* _Exercise_: Could you restate every line of the data word for word?

* _Stored data_:
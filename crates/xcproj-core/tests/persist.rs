//! Filesystem scenarios for writing the project bundle.

use std::fs;

use tempfile::tempdir;
use xcproj_core::{
    OutputMode, PersistError, ProjectConfig, ProjectLayout, build_descriptor, persist,
};

fn epub_tts_layout(parent: &std::path::Path) -> ProjectLayout {
    ProjectLayout::new(parent, &ProjectConfig::EPUB_TTS.bundle_dir_name())
}

#[test]
fn test_fresh_run_creates_layout() {
    let dir = tempdir().unwrap();
    let layout = epub_tts_layout(dir.path());
    let descriptor = build_descriptor(OutputMode::Legacy);

    persist(&descriptor, &layout).unwrap();

    assert!(dir.path().join("epubTTS.xcodeproj").is_dir());
    assert!(dir.path().join("epubTTS.xcodeproj/xcuserdata").is_dir());
    assert!(dir.path().join("epubTTS.xcodeproj/xcshareddata/xcschemes").is_dir());
    let written = fs::read_to_string(dir.path().join("epubTTS.xcodeproj/project.pbxproj")).unwrap();
    assert_eq!(written.lines().next(), Some("// !$*UTF8*$!"));
    assert_eq!(written, descriptor);
}

#[test]
fn test_second_run_is_idempotent() {
    let dir = tempdir().unwrap();
    let layout = epub_tts_layout(dir.path());
    let descriptor = build_descriptor(OutputMode::Legacy);

    persist(&descriptor, &layout).unwrap();
    let first = fs::read(&layout.descriptor_path).unwrap();
    persist(&descriptor, &layout).unwrap();
    let second = fs::read(&layout.descriptor_path).unwrap();

    assert_eq!(first, second);
    let mut entries: Vec<_> = fs::read_dir(&layout.root)
        .unwrap()
        .map(|entry| entry.unwrap().file_name().into_string().unwrap())
        .collect();
    entries.sort();
    assert_eq!(entries, ["project.pbxproj", "xcshareddata", "xcuserdata"]);
    assert_eq!(fs::read_dir(&layout.user_data_dir).unwrap().count(), 0);
    assert_eq!(fs::read_dir(&layout.schemes_dir).unwrap().count(), 0);
}

#[test]
fn test_existing_descriptor_is_replaced() {
    let dir = tempdir().unwrap();
    let layout = epub_tts_layout(dir.path());
    fs::create_dir_all(&layout.root).unwrap();
    fs::write(
        &layout.descriptor_path,
        "stale content that is much longer than nothing at all\n".repeat(500),
    )
    .unwrap();

    let descriptor = build_descriptor(OutputMode::Legacy);
    persist(&descriptor, &layout).unwrap();

    assert_eq!(fs::read_to_string(&layout.descriptor_path).unwrap(), descriptor);
}

#[test]
fn test_directory_collision_fails_without_descriptor() {
    let dir = tempdir().unwrap();
    let layout = epub_tts_layout(dir.path());
    // A regular file where the bundle directory should go.
    fs::write(&layout.root, b"not a directory").unwrap();

    let err = persist(&build_descriptor(OutputMode::Legacy), &layout).unwrap_err();

    let PersistError::Io { operation, path, .. } = &err;
    assert_eq!(*operation, "create directory");
    assert_eq!(path, &layout.root);
    assert!(layout.root.is_file());
    assert!(!layout.descriptor_path.exists());
}

#[test]
fn test_nested_directory_collision_fails_without_descriptor() {
    let dir = tempdir().unwrap();
    let layout = epub_tts_layout(dir.path());
    fs::create_dir_all(&layout.root).unwrap();
    fs::write(layout.root.join("xcshareddata"), b"").unwrap();

    let err = persist(&build_descriptor(OutputMode::Legacy), &layout).unwrap_err();

    assert_eq!(err.path(), layout.schemes_dir.as_path());
    // Directories created before the failure are left in place.
    assert!(layout.user_data_dir.is_dir());
    assert!(!layout.descriptor_path.exists());
}

#[cfg(unix)]
mod permissions {
    use std::fs;
    use std::os::unix::fs::PermissionsExt;
    use std::path::Path;

    use tempfile::tempdir;
    use xcproj_core::{OutputMode, PersistError, build_descriptor, persist};

    use super::epub_tts_layout;

    fn set_mode(path: &Path, mode: u32) {
        fs::set_permissions(path, fs::Permissions::from_mode(mode)).unwrap();
    }

    /// Privileged users ignore directory modes; those runs have nothing to check.
    fn is_writable(dir: &Path) -> bool {
        let marker = dir.join(".writable");
        let writable = fs::write(&marker, b"").is_ok();
        let _ = fs::remove_file(&marker);
        writable
    }

    #[test]
    fn test_read_only_parent_fails_without_descriptor() {
        let dir = tempdir().unwrap();
        let parent = dir.path().join("locked");
        fs::create_dir(&parent).unwrap();
        set_mode(&parent, 0o555);
        if is_writable(&parent) {
            set_mode(&parent, 0o755);
            return;
        }
        let layout = epub_tts_layout(&parent);

        let result = persist(&build_descriptor(OutputMode::Legacy), &layout);
        set_mode(&parent, 0o755);

        let err = result.unwrap_err();
        let PersistError::Io { operation, path, source } = &err;
        assert_eq!(*operation, "create directory");
        assert_eq!(path, &layout.root);
        assert_eq!(source.kind(), std::io::ErrorKind::PermissionDenied);
        assert!(!layout.root.exists());
        assert!(!layout.descriptor_path.exists());
    }

    #[test]
    fn test_read_only_bundle_fails_on_write() {
        let dir = tempdir().unwrap();
        let layout = epub_tts_layout(dir.path());
        for directory in layout.directories() {
            fs::create_dir_all(directory).unwrap();
        }
        set_mode(&layout.root, 0o555);
        if is_writable(&layout.root) {
            set_mode(&layout.root, 0o755);
            return;
        }

        let result = persist(&build_descriptor(OutputMode::Corrected), &layout);
        set_mode(&layout.root, 0o755);

        let err = result.unwrap_err();
        let PersistError::Io { operation, .. } = &err;
        assert_eq!(*operation, "write");
        assert_eq!(err.path(), layout.descriptor_path.as_path());
        assert!(!layout.descriptor_path.exists());
    }
}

* _Your solution_:
filename crates/xcproj-core/tests/persist.rs
//! Filesystem scenarios for writing the project bundle.

use std::fs;

use tempfile::tempdir;
use xcproj_core::{
    OutputMode, PersistError, ProjectConfig, ProjectLayout, build_descriptor, persist,
};

fn epub_tts_layout(parent: &std::path::Path) -> ProjectLayout {
    ProjectLayout::new(parent, &ProjectConfig::EPUB_TTS.bundle_dir_name())
}

#[test]
fn test_fresh_run_creates_layout() {
    let dir = tempdir().unwrap();
    let layout = epub_tts_layout(dir.path());
    let descriptor = build_descriptor(OutputMode::Legacy);

    persist(&descriptor, &layout).unwrap();

    assert!(dir.path().join("epubTTS.xcodeproj").is_dir());
    assert!(dir.path().join("epubTTS.xcodeproj/xcuserdata").is_dir());
    assert!(dir.path().join("epubTTS.xcodeproj/xcshareddata/xcschemes").is_dir());
    let written = fs::read_to_string(dir.path().join("epubTTS.xcodeproj/project.pbxproj")).unwrap();
    assert_eq!(written.lines().next(), Some("// !$*UTF8*$!"));
    assert_eq!(written, descriptor);
}

#[test]
fn test_second_run_is_idempotent() {
    let dir = tempdir().unwrap();
    let layout = epub_tts_layout(dir.path());
    let descriptor = build_descriptor(OutputMode::Legacy);

    persist(&descriptor, &layout).unwrap();
    let first = fs::read(&layout.descriptor_path).unwrap();
    persist(&descriptor, &layout).unwrap();
    let second = fs::read(&layout.descriptor_path).unwrap();

    assert_eq!(first, second);
    let mut entries: Vec<_> = fs::read_dir(&layout.root)
        .unwrap()
        .map(|entry| entry.unwrap().file_name().into_string().unwrap())
        .collect();
    entries.sort();
    assert_eq!(entries, ["project.pbxproj", "xcshareddata", "xcuserdata"]);
    assert_eq!(fs::read_dir(&layout.user_data_dir).unwrap().count(), 0);
    assert_eq!(fs::read_dir(&layout.schemes_dir).unwrap().count(), 0);
}

#[test]
fn test_existing_descriptor_is_replaced() {
    let dir = tempdir().unwrap();
    let layout = epub_tts_layout(dir.path());
    fs::create_dir_all(&layout.root).unwrap();
    fs::write(
        &layout.descriptor_path,
        "stale content that is much longer than nothing at all\n".repeat(500),
    )
    .unwrap();

    let descriptor = build_descriptor(OutputMode::Legacy);
    persist(&descriptor, &layout).unwrap();

    assert_eq!(fs::read_to_string(&layout.descriptor_path).unwrap(), descriptor);
}

#[test]
fn test_directory_collision_fails_without_descriptor() {
    let dir = tempdir().unwrap();
    let layout = epub_tts_layout(dir.path());
    // A regular file where the bundle directory should go.
    fs::write(&layout.root, b"not a directory").unwrap();

    let err = persist(&build_descriptor(OutputMode::Legacy), &layout).unwrap_err();

    let PersistError::Io { operation, path, .. } = &err;
    assert_eq!(*operation, "create directory");
    assert_eq!(path, &layout.root);
    assert!(layout.root.is_file());
    assert!(!layout.descriptor_path.exists());
}

#[test]
fn test_nested_directory_collision_fails_without_descriptor() {
    let dir = tempdir().unwrap();
    let layout = epub_tts_layout(dir.path());
    fs::create_dir_all(&layout.root).unwrap();
    fs::write(layout.root.join("xcshareddata"), b"").unwrap();

    let err = persist(&build_descriptor(OutputMode::Legacy), &layout).unwrap_err();

    assert_eq!(err.path(), layout.schemes_dir.as_path());
    // Directories created before the failure are left in place.
    assert!(layout.user_data_dir.is_dir());
    assert!(!layout.descriptor_path.exists());
}

#[cfg(unix)]
mod permissions {
    use std::fs;
    use std::os::unix::fs::PermissionsExt;
    use std::path::Path;

    use tempfile::tempdir;
    use xcproj_core::{OutputMode, PersistError, build_descriptor, persist};

    use super::epub_tts_layout;

    fn set_mode(path: &Path, mode: u32) {
        fs::set_permissions(path, fs::Permissions::from_mode(mode)).unwrap();
    }

    /// Privileged users ignore directory modes; those runs have nothing to check.
    fn is_writable(dir: &Path) -> bool {
        let marker = dir.join(".writable");
        let writable = fs::write(&marker, b"").is_ok();
        let _ = fs::remove_file(&marker);
        writable
    }

    #[test]
    fn test_read_only_parent_fails_without_descriptor() {
        let dir = tempdir().unwrap();
        let parent = dir.path().join("locked");
        fs::create_dir(&parent).unwrap();
        set_mode(&parent, 0o555);
        if is_writable(&parent) {
            set_mode(&parent, 0o755);
            return;
        }
        let layout = epub_tts_layout(&parent);

        let result = persist(&build_descriptor(OutputMode::Legacy), &layout);
        set_mode(&parent, 0o755);

        let err = result.unwrap_err();
        let PersistError::Io { operation, path, source } = &err;
        assert_eq!(*operation, "create directory");
        assert_eq!(path, &layout.root);
        assert_eq!(source.kind(), std::io::ErrorKind::PermissionDenied);
        assert!(!layout.root.exists());
        assert!(!layout.descriptor_path.exists());
    }

    #[test]
    fn test_read_only_bundle_fails_on_write() {
        let dir = tempdir().unwrap();
        let layout = epub_tts_layout(dir.path());
        for directory in layout.directories() {
            fs::create_dir_all(directory).unwrap();
        }
        set_mode(&layout.root, 0o555);
        if is_writable(&layout.root) {
            set_mode(&layout.root, 0o755);
            return;
        }

        let result = persist(&build_descriptor(OutputMode::Corrected), &layout);
        set_mode(&layout.root, 0o755);

        let err = result.unwrap_err();
        let PersistError::Io { operation, .. } = &err;
        assert_eq!(*operation, "write");
        assert_eq!(err.path(), layout.descriptor_path.as_path());
        assert!(!layout.descriptor_path.exists());
    }
}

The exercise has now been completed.